> **Working data**
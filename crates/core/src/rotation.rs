//! Cyclic advancement over a [`Playlist`].
//!
//! The engine is a plain state holder: it never owns a timer. Whatever drives
//! the display calls [`RotationEngine::tick`] when the current item's dwell
//! time ([`RotationEngine::current_dwell`]) has elapsed.

use std::time::Duration;

use crate::model::{ContentItem, Playlist, RotationState};

/// Default dwell when neither the display config nor the item says otherwise.
pub const DEFAULT_DWELL: Duration = Duration::from_secs(10);

/// What a `load`/`resync` did to the rotation state.
#[derive(Debug, Clone, Copy, PartialEq, Eq)]
pub enum LoadOutcome {
    /// Same content in the same order; index and version untouched.
    Unchanged,
    /// New playlist version, index back to 0.
    Reset,
    /// New playlist version, index kept because the item under it kept its id.
    Preserved,
}

/// What a timer tick did.
#[derive(Debug, Clone, Copy, PartialEq, Eq)]
pub enum Tick {
    /// Moved from one index to the next (wrapping at the end).
    Advanced {
        /// Index shown before the tick.
        from: usize,
        /// Index shown now.
        to: usize,
    },
    /// Single-item playlist: the index stays but the item is shown again.
    Repeated,
    /// Paused; the tick is dropped, not banked.
    Suppressed,
    /// Nothing to show.
    Empty,
}

/// Owns the playlist and the rotation state.
#[derive(Debug, Clone)]
pub struct RotationEngine {
    playlist: Playlist,
    state: RotationState,
    default_dwell: Duration,
}

impl Default for RotationEngine {
    fn default() -> Self {
        Self::new(DEFAULT_DWELL)
    }
}

impl RotationEngine {
    /// Empty engine using `default_dwell` for items without their own.
    pub fn new(default_dwell: Duration) -> Self {
        Self {
            playlist: Playlist::empty(),
            state: RotationState::default(),
            default_dwell,
        }
    }

    /// Replace the playlist and reset the index to 0 under a new version.
    ///
    /// Loading a playlist identical in content and order is a no-op.
    pub fn load(&mut self, playlist: Playlist) -> LoadOutcome {
        if playlist == self.playlist {
            return LoadOutcome::Unchanged;
        }
        self.install(playlist, 0);
        LoadOutcome::Reset
    }

    /// Background-refresh variant of [`RotationEngine::load`]: keeps the index
    /// when the item at that position has the same id in both playlists.
    pub fn resync(&mut self, playlist: Playlist) -> LoadOutcome {
        if playlist == self.playlist {
            return LoadOutcome::Unchanged;
        }
        let index = self.state.current_index;
        let keep = match (self.playlist.get(index), playlist.get(index)) {
            (Some(old), Some(new)) => old.id == new.id,
            _ => false,
        };
        if keep {
            self.install(playlist, index);
            LoadOutcome::Preserved
        } else {
            self.install(playlist, 0);
            LoadOutcome::Reset
        }
    }

    fn install(&mut self, playlist: Playlist, index: usize) {
        debug_assert!((playlist.is_empty() && index == 0) || index < playlist.len());
        self.playlist = playlist;
        self.state.current_index = index;
        self.state.playlist_version += 1;
    }

    /// Item under the current index, `None` on an empty playlist.
    pub fn current(&self) -> Option<&ContentItem> {
        self.playlist.get(self.state.current_index)
    }

    /// Index + 1 modulo the playlist length. No-op on an empty playlist.
    pub fn advance(&mut self) {
        let len = self.playlist.len();
        if len == 0 {
            return;
        }
        self.state.current_index = (self.state.current_index + 1) % len;
    }

    /// Timer entry point.
    pub fn tick(&mut self) -> Tick {
        match self.playlist.len() {
            0 => Tick::Empty,
            _ if self.state.is_paused => Tick::Suppressed,
            1 => Tick::Repeated,
            _ => {
                let from = self.state.current_index;
                self.advance();
                Tick::Advanced {
                    from,
                    to: self.state.current_index,
                }
            }
        }
    }

    /// Stop advancing until [`RotationEngine::resume`].
    pub fn pause(&mut self) {
        self.state.is_paused = true;
    }

    /// Undo [`RotationEngine::pause`].
    pub fn resume(&mut self) {
        self.state.is_paused = false;
    }

    /// How long the current item stays up. Sponsorship never changes this.
    pub fn current_dwell(&self) -> Duration {
        self.current()
            .and_then(ContentItem::dwell_override)
            .unwrap_or(self.default_dwell)
    }

    /// Dwell for items without an override.
    pub fn default_dwell(&self) -> Duration {
        self.default_dwell
    }

    /// Playlist being rotated.
    pub fn playlist(&self) -> &Playlist {
        &self.playlist
    }

    /// Copy of the rotation position.
    pub fn state(&self) -> RotationState {
        self.state
    }

    /// Drop the playlist on teardown. The version keeps counting so a stale
    /// reader never mistakes the empty playlist for an older one.
    pub fn clear(&mut self) {
        if !self.playlist.is_empty() {
            self.install(Playlist::empty(), 0);
        }
    }
}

> **Problem requirements**
All lines with the word "impl" should be copied from the material above.

> **Finished exercise**
impl Default for RotationEngine {
impl RotationEngine {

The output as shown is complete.